Adult Love

aoiaoi

嫉妬しない女

「あなた、久しぶりね。

 病院のベッドでずっと過ごしてたら、ちょっと寂しくなっちゃって。お仏壇のあなたの写真持ってきてって、浩輔に頼んだの。ヒロカちゃんも来月結婚式よ。浩輔、娘を嫁がせるのがちょっと寂しいみたい。うふふ。

 時の経つのは早いわねえ。

 あなたは、いつも青空の下でそうやって笑ってる。呑気よねえ。


 今だから言うけれど。

 私ね、本当は知ってたのよ。若い頃、あなたが2回浮気してたこと。あなたは隠し通したつもりだったんでしょうけど……女の勘を甘く見たわね、ふふ。

 でもね。あなたに恨み言を言いたいんじゃないの。

 そうじゃなくて……昨日の夜、一人で天井を見上げていたら、気づいたの。謝らなければならないのは、私の方だって。


 私ね、ずっと好きな人がいたの。

 中学校の同級生で、気の弱い私をいつもかばってくれた。

 私より少し大きいくらいだったのが、中学2年の夏休みが明けた途端、びっくりするほど背が伸びてて。

 涼しい目元が急に大人びて見えた瞬間、心臓がばかみたいに暴れたの。


 どれだけ好きでも、結局は私の片想いだと、ずっと思っていたんだけれど——

卒業式の日に、彼、学生服のボタンを一つくれたの。

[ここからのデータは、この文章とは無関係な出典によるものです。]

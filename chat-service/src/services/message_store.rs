//! Message persistence and the operations hanging off it: threading,
//! pagination, reactions, read receipts, pinning, mentions.
//!
//! Plaintext exists only in flight. Writes seal content through the
//! KeyVault before touching the database; reads decrypt per row on behalf
//! of the requesting member and degrade to a placeholder when a row cannot
//! be decrypted, so one poisoned message never fails a page.

use chrono::{DateTime, Utc};
use serde::Serialize;
use sqlx::{PgPool, Postgres, Row, Transaction};
use std::collections::HashMap;
use std::sync::Arc;
use std::time::Duration;
use uuid::Uuid;

use crate::cache::SharedStore;
use crate::error::{AppError, AppResult};
use crate::models::{Attachment, Message, MessageStatus, PinnedMessage, Reaction};
use crate::services::broadcaster::EventPublisher;
use crate::services::content;
use crate::services::key_vault::KeyVault;
use crate::services::membership::SharedMembership;
use crate::services::rate_limit::{Operation, RateLimiter};
use crate::websocket::events::ChatEvent;

pub const DECRYPT_PLACEHOLDER: &str = "[unable to decrypt]";
pub const DELETED_PLACEHOLDER: &str = "[deleted]";

const MESSAGE_CACHE_TTL: Duration = Duration::from_secs(300);
const DEFAULT_PAGE_SIZE: i64 = 50;
const MAX_PAGE_SIZE: i64 = 100;

fn message_cache_key(message_id: Uuid) -> String {
    format!("message:{message_id}")
}

fn unread_cache_key(group_id: Uuid, user_id: Uuid) -> String {
    format!("unread:{group_id}:{user_id}")
}

#[derive(Debug, Clone)]
pub struct AttachmentInput {
    pub file_name: String,
    pub content_type: Option<String>,
    pub file_size: i64,
}

#[derive(Debug, Clone)]
pub struct SendMessageInput {
    pub group_id: Uuid,
    pub sender_id: Uuid,
    pub content: String,
    pub content_type: Option<String>,
    pub parent_message_id: Option<Uuid>,
    pub client_dedupe_id: Option<String>,
    pub attachments: Vec<AttachmentInput>,
}

/// A message decrypted for one caller. This is what leaves the service;
/// ciphertext never does.
#[derive(Debug, Clone, Serialize)]
pub struct MessageView {
    pub id: Uuid,
    pub group_id: Uuid,
    pub sender_id: Uuid,
    pub content: String,
    pub content_type: String,
    pub sequence_number: i64,
    pub parent_message_id: Option<Uuid>,
    pub thread_root_id: Option<Uuid>,
    pub thread_reply_count: i32,
    pub metadata: serde_json::Value,
    pub status: MessageStatus,
    pub is_edited: bool,
    pub edited_at: Option<DateTime<Utc>>,
    pub is_deleted: bool,
    pub created_at: DateTime<Utc>,
    pub updated_at: DateTime<Utc>,
}

#[derive(Debug, Clone, Default)]
pub struct GetMessagesOptions {
    pub limit: Option<i64>,
    pub before: Option<Uuid>,
    pub after: Option<Uuid>,
    pub thread_root_id: Option<Uuid>,
    pub include_deleted: bool,
}

#[derive(Debug, Serialize)]
pub struct MessagePage {
    pub messages: Vec<MessageView>,
    pub has_more: bool,
    pub next_cursor: Option<Uuid>,
}

#[derive(Debug, Serialize)]
pub struct ReactionSummary {
    pub emoji: String,
    pub count: i64,
    pub users: Vec<Uuid>,
    pub has_reacted: bool,
}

誰にも気づかれないように、こっそりね。

『俺を忘れないでほしい』って。


 その日から、彼には一度も会っていないわ。

 それでも、彼は私の中から決して消えなかった。

 中学の3年間で彼が私に残してくれたたくさんの笑顔が、言葉が、声が——時間が経てば経つほど、私の中でキラキラ輝くの。

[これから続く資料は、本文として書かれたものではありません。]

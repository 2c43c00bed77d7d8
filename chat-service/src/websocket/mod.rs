use axum::extract::ws::Message;
use std::collections::{HashMap, HashSet};
use std::sync::Arc;
use tokio::sync::{
    mpsc::{unbounded_channel, UnboundedReceiver, UnboundedSender},
    RwLock,
};
use uuid::Uuid;

pub mod events;
pub mod handlers;
pub mod message_types;
pub mod notify;

struct Connection {
    session_id: Uuid,
    tx: UnboundedSender<Message>,
}

/// Live real-time sessions, one per user. Registering a new connection for
/// an already-connected user closes the prior socket.
#[derive(Default, Clone)]
pub struct ConnectionRegistry {
    connections: Arc<RwLock<HashMap<Uuid, Connection>>>,
    // user -> groups the session has joined
    subscriptions: Arc<RwLock<HashMap<Uuid, HashSet<Uuid>>>>,
}

impl ConnectionRegistry {
    pub fn new() -> Self {
        Self::default()
    }

    /// Register the user's live session and return the outbound receiver
    /// its socket loop drains. Any previous session is told to close.
    pub async fn register(&self, user_id: Uuid, session_id: Uuid) -> UnboundedReceiver<Message> {
        let (tx, rx) = unbounded_channel();
        let prior = self
            .connections
            .write()
            .await
            .insert(user_id, Connection { session_id, tx });
        if let Some(prior) = prior {
            let _ = prior.tx.send(Message::Close(None));
        }
        rx
    }

    /// Remove the user's connection, but only if it is still the session
    /// that asked — a reconnect may already have replaced it. Returns
    /// whether this call actually took the user offline.
    pub async fn unregister(&self, user_id: Uuid, session_id: Uuid) -> bool {
        let mut guard = self.connections.write().await;
        if guard
            .get(&user_id)
            .is_some_and(|c| c.session_id == session_id)
        {
            guard.remove(&user_id);
            drop(guard);
            self.subscriptions.write().await.remove(&user_id);
            true
        } else {
            false
        }
    }

    pub async fn is_connected(&self, user_id: Uuid) -> bool {
        self.connections.read().await.contains_key(&user_id)
    }

    /// Push a message to the user's live session. `false` when the user has
    /// no session or the socket has gone away.
    pub async fn send_to_user(&self, user_id: Uuid, msg: Message) -> bool {
        let guard = self.connections.read().await;
        match guard.get(&user_id) {
            Some(conn) => conn.tx.send(msg).is_ok(),
            None => false,
        }
    }

    pub async fn subscribe(&self, user_id: Uuid, group_id: Uuid) {
        self.subscriptions
            .write()
            .await
            .entry(user_id)
            .or_default()
            .insert(group_id);
    }

    pub async fn unsubscribe(&self, user_id: Uuid, group_id: Uuid) {
        if let Some(groups) = self.subscriptions.write().await.get_mut(&user_id) {
            groups.remove(&group_id);
        }
    }

    /// Groups the user's session has joined; used by disconnect cleanup to
    /// downgrade presence everywhere the user was visible.
    pub async fn subscriptions_of(&self, user_id: Uuid) -> Vec<Uuid> {
        self.subscriptions
            .read()
            .await
            .get(&user_id)
            .map(|set| set.iter().copied().collect())
            .unwrap_or_default()
    }
}

#[cfg(test)]
mod tests {
    use super::*;

    #[tokio::test]
    async fn send_reaches_registered_user() {
        let registry = ConnectionRegistry::new();
        let user = Uuid::new_v4();
        let mut rx = registry.register(user, Uuid::new_v4()).await;

        assert!(registry.send_to_user(user, Message::Text("hi".into())).await);
        assert!(matches!(rx.recv().await, Some(Message::Text(t)) if t == "hi"));
    }

    #[tokio::test]
    async fn second_registration_closes_first_session() {
        let registry = ConnectionRegistry::new();
        let user = Uuid::new_v4();
        let mut first = registry.register(user, Uuid::new_v4()).await;
        let mut second = registry.register(user, Uuid::new_v4()).await;

        // Old session receives a close frame.
        assert!(matches!(first.recv().await, Some(Message::Close(_))));

        registry
            .send_to_user(user, Message::Text("fresh".into()))
            .await;
        assert!(matches!(second.recv().await, Some(Message::Text(t)) if t == "fresh"));
    }

    #[tokio::test]
    async fn stale_unregister_keeps_new_session() {
        let registry = ConnectionRegistry::new();
        let user = Uuid::new_v4();
        let old_session = Uuid::new_v4();
        let _old_rx = registry.register(user, old_session).await;
        let _new_rx = registry.register(user, Uuid::new_v4()).await;

        // The old socket's cleanup must not tear down the replacement.
        assert!(!registry.unregister(user, old_session).await);
        assert!(registry.is_connected(user).await);
    }

    #[tokio::test]
    async fn send_to_unknown_user_reports_offline() {
        let registry = ConnectionRegistry::new();
        assert!(
            !registry
                .send_to_user(Uuid::new_v4(), Message::Text("x".into()))
                .await
        );
    }
}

 お見合いで出会った優しいあなたと人生を歩けて、私は幸せだったわ。

 けれど、あなたの浮気相手に、私がこれっぽっちも嫉妬しかったのは——それだけ私が残酷な女だった、ということなのよ。

 私の中には、別の人が住んでいた。その証拠なの。


 そのうち、私もそちらへ行くのでしょう。

 あなたにまた会えるのが待ち遠しい。

 それにね。

 少し前に、彼もそちらへ行ってしまったみたいだから——。


 そちらには、結婚も法律もないんでしょう?

 決して雨の降らない雲の上を、みんなでのんびり散歩しましょう。うふふ。


 ——そろそろ眠くなってきたわ。